Recently, the guidelines for reporting reliability and agreement studies (GRRAS) have been proposed
[35]. Kottner et al.
[35] found that reporting of method comparison studies (both agreement and reliability studies) were incomplete and inadequate. Information about sample selection, study design and statistical analysis were often incomplete
[35]. We also found that even a recent article
[36] published early this year in 2012, relied on inappropriate analysis to test for agreement. The authors in this article
[36] have used the r-squared (r
2) or also known as the coefficient of determination to assess the accuracy (agreement) of glucose analyzers. In one of their results, the authors described that the Nova StatStrip device showed excellent performance that almost agreed and correlated perfectly with the lab results because the r
2
=

0.99
[36]. This suggests that there is a need for a recommendation or guideline on how to perform analysis in agreement studies.
This systematic review has several strengths. This is the first study specifically designed to retrieve information on statistical methods used to test for agreement of instruments measuring the same continuous variable in the medical literature. This study also provides supporting evidence that confirms the anecdotal claim that the Bland-Altman method is the most popular method used to assess agreement. A broad search term was used, in order to capture the largest possible number of publications on this topic. We also tried to reduce bias by using two independent reviewers during the selection of articles and data extraction. However, the results of this study may have limited generalizability due to selection bias. This review was limited to five electronic databases (Medline, Ovid, PubMed, Science Direct and Scopus) and limited to articles published only in English. The search was only performed using online databases, and as such, unpublished articles were not considered. However, these databases have a very wide coverage of published medical journals including high quality and high impact journals.

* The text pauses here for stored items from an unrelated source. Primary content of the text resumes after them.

//! Normalized safety signal records.
//!
//! Every view of the dashboard (accident zones, harassment reports, the
//! community feed, route scores and the heat map) reads the same
//! [`SignalRecord`] shape. Records are immutable values owned by whoever
//! produced them; the engine only reads fields.

use chrono::{DateTime, Utc};
use serde::{Deserialize, Serialize};
use strum_macros::{AsRefStr, Display, EnumString, IntoStaticStr};

/// Lifecycle of an accident or harassment report.
///
/// Variant order follows the forward lifecycle, so `Ord` on this type matches
/// reported < investigating < resolved.
#[derive(
    Debug,
    Clone,
    Copy,
    PartialEq,
    Eq,
    PartialOrd,
    Ord,
    Hash,
    Serialize,
    Deserialize,
    Display,
    EnumString,
    AsRefStr,
    IntoStaticStr,
)]
#[serde(rename_all = "lowercase")]
#[strum(serialize_all = "lowercase")]
pub enum Status {
    Reported,
    Investigating,
    Resolved,
}

impl Status {
    #[must_use]
    pub const fn all() -> &'static [Self] {
        &[Self::Reported, Self::Investigating, Self::Resolved]
    }
}

/// Severity class of an accident.
#[derive(
    Debug,
    Clone,
    Copy,
    PartialEq,
    Eq,
    Hash,
    Serialize,
    Deserialize,
    Display,
    EnumString,
    AsRefStr,
    IntoStaticStr,
)]
#[serde(rename_all = "lowercase")]
#[strum(serialize_all = "lowercase")]
pub enum AccidentSeverity {
    Minor,
    Moderate,
    Severe,
}

/// Risk level attached to a harassment report.
#[derive(
    Debug,
    Clone,
    Copy,
    PartialEq,
    Eq,
    Hash,
    Serialize,
    Deserialize,
    Display,
    EnumString,
    AsRefStr,
    IntoStaticStr,
)]
#[serde(rename_all = "lowercase")]
#[strum(serialize_all = "lowercase")]
pub enum HarassmentSeverity {
    Low,
    Medium,
    High,
}

/// Topic of a community chat post.
#[derive(
    Debug,
    Clone,
    Copy,
    Default,
    PartialEq,
    Eq,
    Hash,
    Serialize,
    Deserialize,
    Display,
    EnumString,
    AsRefStr,
    IntoStaticStr,
)]
#[serde(rename_all = "lowercase")]
#[strum(serialize_all = "lowercase")]
pub enum ChatCategory {
    Danger,
    Delay,
    Story,
    #[default]
    General,
}

/// Aspect of the ride a route score sample rates. `Overall` is the combined
/// safety score shown on the map by default.
#[derive(
    Debug,
    Clone,
    Copy,
    Default,
    PartialEq,
    Eq,
    Hash,
    Serialize,
    Deserialize,
    Display,
    EnumString,
    AsRefStr,
    IntoStaticStr,
)]
#[serde(rename_all = "lowercase")]
#[strum(serialize_all = "lowercase")]
pub enum RouteMetric {
    #[default]
    Overall,
    Comfort,
    Cleanliness,
    Harassment,
    Lighting,
}

#[derive(
    Debug,
    Clone,
    Copy,
    Default,
    PartialEq,
    Eq,
    Hash,
    Serialize,
    Deserialize,
    Display,
    EnumString,
    AsRefStr,
    IntoStaticStr,
)]
#[serde(rename_all = "lowercase")]
#[strum(serialize_all = "lowercase")]
pub enum ReporterType {
    #[default]
    Anonymous,
    Verified,
}

/// Position on the normalized map, each axis a percentage in `[0, 100]`.
#[derive(Debug, Clone, Copy, PartialEq, Serialize, Deserialize)]
pub struct Coordinates {
    pub x: f64,
    pub y: f64,
}

impl Coordinates {
    pub const fn new(x: f64, y: f64) -> Self {
        Self { x, y }
    }

    pub fn is_finite(&self) -> bool {
        self.x.is_finite() && self.y.is_finite()
    }

    /// Whether both axes fall inside the map. Out-of-range points are still
    /// binned; callers use this to flag uncurated input.
    pub fn in_bounds(&self) -> bool {
        (0.0..=100.0).contains(&self.x) && (0.0..=100.0).contains(&self.y)
    }
}

#[derive(Debug, Clone, PartialEq, Serialize, Deserialize)]
pub struct AccidentDetails {
    pub severity: AccidentSeverity,
    #[serde(default)]
    pub casualties: u32,
    pub vehicle_type: String,
    pub status: Status,
    #[serde(default)]
    pub accident_type: Option<String>,
    #[serde(default)]
    pub weather: Option<String>,
    #[serde(default)]
    pub time_of_day: Option<String>,
}

#[derive(Debug, Clone, PartialEq, Serialize, Deserialize)]
pub struct HarassmentDetails {
    /// Rider rating of the place, nominally 1 (unsafe) to 5 (safe). Values
    /// outside that range are kept as reported.
    pub rating: i32,
    pub severity: HarassmentSeverity,
    pub transport_mode: String,
    pub status: Status,
    #[serde(default)]
    pub reporter: ReporterType,
}

#[derive(Debug, Clone, PartialEq, Serialize, Deserialize)]
pub struct ChatDetails {
    #[serde(default)]
    pub category: ChatCategory,
    #[serde(default)]
    pub likes: u32,
    #[serde(default)]
    pub replies: u32,
    #[serde(default)]
    pub username: Option<String>,
}

#[derive(Debug, Clone, PartialEq, Serialize, Deserialize)]
pub struct RouteScoreDetails {
    /// Safety score, nominally `[0, 10]`.
    pub score: f64,
    #[serde(default)]
    pub metric: RouteMetric,
    /// Signed change since the previous sample.
    #[serde(default)]
    pub trend: f64,
    #[serde(default)]
    pub transport_mode: Option<String>,
    #[serde(default)]
    pub reports: u32,
}

/// Variant-specific part of a [`SignalRecord`].
#[derive(Debug, Clone, PartialEq, Serialize, Deserialize)]
#[serde(tag = "kind", rename_all = "snake_case")]
pub enum SignalKind {
    Accident(AccidentDetails),
    Harassment(HarassmentDetails),
    Chat(ChatDetails),
    RouteScore(RouteScoreDetails),
}

impl SignalKind {
    /// Stable name of the variant, as used in error messages and JSON.
    pub const fn name(&self) -> &'static str {
        match self {
            Self::Accident(_) => "accident",
            Self::Harassment(_) => "harassment",
            Self::Chat(_) => "chat",
            Self::RouteScore(_) => "route_score",
        }
    }
}

/// A single crowd-sourced safety signal.
#[derive(Debug, Clone, PartialEq, Serialize, Deserialize)]
pub struct SignalRecord {
    pub id: String,
    pub timestamp: DateTime<Utc>,
    #[serde(default, skip_serializing_if = "Option::is_none")]
    pub location: Option<String>,
    #[serde(default, skip_serializing_if = "Option::is_none")]
    pub route: Option<String>,
    #[serde(default, skip_serializing_if = "Option::is_none")]
    pub coordinates: Option<Coordinates>,
    #[serde(flatten)]
    pub kind: SignalKind,
}

impl SignalRecord {
    pub fn new(id: impl Into<String>, timestamp: DateTime<Utc>, kind: SignalKind) -> Self {
        Self {
            id: id.into(),
            timestamp,
            location: None,
            route: None,
            coordinates: None,
            kind,
        }
    }

    pub fn with_location(mut self, location: &str) -> Self {
        self.location = Some(location.to_string());
        self
    }

    pub fn with_route(mut self, route: &str) -> Self {
        self.route = Some(route.to_string());
        self
    }

    pub fn with_coordinates(mut self, x: f64, y: f64) -> Self {
        self.coordinates = Some(Coordinates::new(x, y));
        self
    }

    pub const fn variant(&self) -> &'static str {
        self.kind.name()
    }

    /// Report status, for the variants that carry one.
    pub const fn status(&self) -> Option<Status> {
        match &self.kind {
            SignalKind::Accident(a) => Some(a.status),
            SignalKind::Harassment(h) => Some(h.status),
            SignalKind::Chat(_) | SignalKind::RouteScore(_) => None,
        }
    }

    /// Numeric score contributing to the mean: the route score, or the
    /// harassment rating.
    pub fn score(&self) -> Option<f64> {
        match &self.kind {
            SignalKind::RouteScore(r) => Some(r.score),
            SignalKind::Harassment(h) => Some(f64::from(h.rating)),
            SignalKind::Accident(_) | SignalKind::Chat(_) => None,
        }
    }

    /// The closed-set category label of the record: severity class for
    /// accidents, risk level for harassment, topic for chat posts and the
    /// rated metric for route scores.
    pub fn category(&self) -> &'static str {
        match &self.kind {
            SignalKind::Accident(a) => a.severity.into(),
            SignalKind::Harassment(h) => h.severity.into(),
            SignalKind::Chat(c) => c.category.into(),
            SignalKind::RouteScore(r) => r.metric.into(),
        }
    }

    /// A record is usable by the engine when its id is present and every
    /// numeric field it carries is finite.
    pub fn is_well_formed(&self) -> bool {
        if self.id.trim().is_empty() {
            return false;
        }

        if let Some(c) = &self.coordinates {
            if !c.is_finite() {
                return false;
            }
        }

        match &self.kind {
            SignalKind::RouteScore(r) => r.score.is_finite() && r.trend.is_finite(),
            _ => true,
        }
    }
}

In conclusion, various statistical methods have been used to measure agreement in validation studies. This study concludes that the Bland-Altman method is the most popular method that has been used to assess agreement between medical instruments measuring continuous variables. There were also some inappropriate applications of statistical methods to assess agreement found in recent medical literature. It is important for the clinician and medical researcher to be aware of this issue because erroneous and misleading conclusions from inappropriate statistical analyses may lead to the application of inaccurate instruments in clinical practice. The issue of inappropriate analyses in agreement studies needs to be highlighted to prevent repetition of the same mistake by future researchers.